What's more, the advent of a popular game widget dates back to 1997 when Uproar.com developed "Trivia Blitz" and enabled communities, external to its own, to embed the product on their Web sites.
Today, game widgets have come a long way from the cornerstone of trivia, delivering more intense graphics and experiences. Review this Home Run Derby game widget to understand the modern possibilities.
In-Laws and Finances: Marketers
Our couple gains family and faces financial concerns just like any other.
Marketers are the parents that give birth to our couple. They are also the financial muscle that will ensure that game widgets grow and thrive. Through budget allocation to the development of appropriately themed game widgets, marketers can deliver brand messages to appreciative audiences.
The game widget entertains the target consumer by delivering a free, fun, and portable game experience. Given the limitless possibilities of game widgets, the marketer can devise a theme for the experience so it delivers the brand's voice and incorporates relevant messaging.
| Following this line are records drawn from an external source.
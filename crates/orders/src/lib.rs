//! Client service orders.
//!
//! A service order carries the client's contact details, the priced fields of
//! the requested job, and a cached `cost`. The cost has a single writer: every
//! constructor and every priced edit recomputes it through
//! [`cleanops_pricing::price`], so the cached value can never drift from the
//! fields it was derived from.
//!
//! Two form flows share that writer:
//! - [`OrderDraft`] for creating a new order,
//! - [`OrderEditor`] for editing a stored one.

pub mod details;
pub mod document;
pub mod draft;
pub mod edit;
pub mod editor;
pub mod options;
pub mod order;

pub use details::{ClientDetails, DetailsPatch};
pub use document::{CostCheck, ServiceOrderDocument};
pub use draft::OrderDraft;
pub use edit::{OrderEdit, Repriced, ServiceOrderPatch};
pub use editor::OrderEditor;
pub use options::{CleaningFrequency, JobStatus, Priority, SuperficialArea};
pub use order::{NewServiceOrder, ServiceOrder, ServiceOrderId};
use std::sync::Arc;

use axum::{
    extract::State,
    http::{HeaderMap, StatusCode},
    middleware::Next,
    response::Response,
};

use cleanops_auth::{AuthError, IdentityGate, InMemoryAdminDirectory, StaticTokens};

use crate::app::errors::json_error;
use crate::context::PrincipalContext;

pub type Gate = IdentityGate<StaticTokens, InMemoryAdminDirectory>;

#[derive(Clone)]
pub struct AuthState {
    pub gate: Arc<Gate>,
}

/// Bearer token in, admin [`PrincipalContext`] out.
///
/// 401 when the credential is missing or unknown, 403 when it belongs to a
/// principal without admin rights.
pub async fn auth_middleware(
    State(state): State<AuthState>,
    mut req: axum::http::Request<axum::body::Body>,
    next: Next,
) -> Response {
    let Some(token) = extract_bearer(req.headers()) else {
        return unauthenticated();
    };

    let principal = match state.gate.admit(token) {
        Ok(p) => p,
        Err(AuthError::Unauthenticated) => return unauthenticated(),
        Err(AuthError::NotAdmin) => {
            tracing::warn!("non-admin principal rejected");
            return json_error(StatusCode::FORBIDDEN, "forbidden", AuthError::NotAdmin.to_string());
        }
    };

    req.extensions_mut().insert(PrincipalContext::new(principal));
    next.run(req).await
}

fn unauthenticated() -> Response {
    json_error(
        StatusCode::UNAUTHORIZED,
        "unauthorized",
        AuthError::Unauthenticated.to_string(),
    )
}

fn extract_bearer(headers: &HeaderMap) -> Option<&str> {
    let header = headers.get(axum::http::header::AUTHORIZATION)?;
    let header = header.to_str().ok()?;
    let token = header.strip_prefix("Bearer ")?.trim();
    if token.is_empty() {
        return None;
    }
    Some(token)
}
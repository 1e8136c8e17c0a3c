use axum::Json;

use crate::app::dto::Catalog;

pub async fn catalog() -> Json<Catalog> {
    Json(Catalog::current())
}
Of course, a marketer can readily integrate creative into existing game widgets that are appropriate as well. Through advertising within existing game widgets, marketers can reach established user bases with measurable, integrated, and oftentimes Interactive Advertising Bureau (IAB) standard ad units. For example:
The Divorce Lawyer: Marketer Risk Aversion
Our couple has much to fear about their future together. They're fully aware of the bad marriages around them and know the divorce rates.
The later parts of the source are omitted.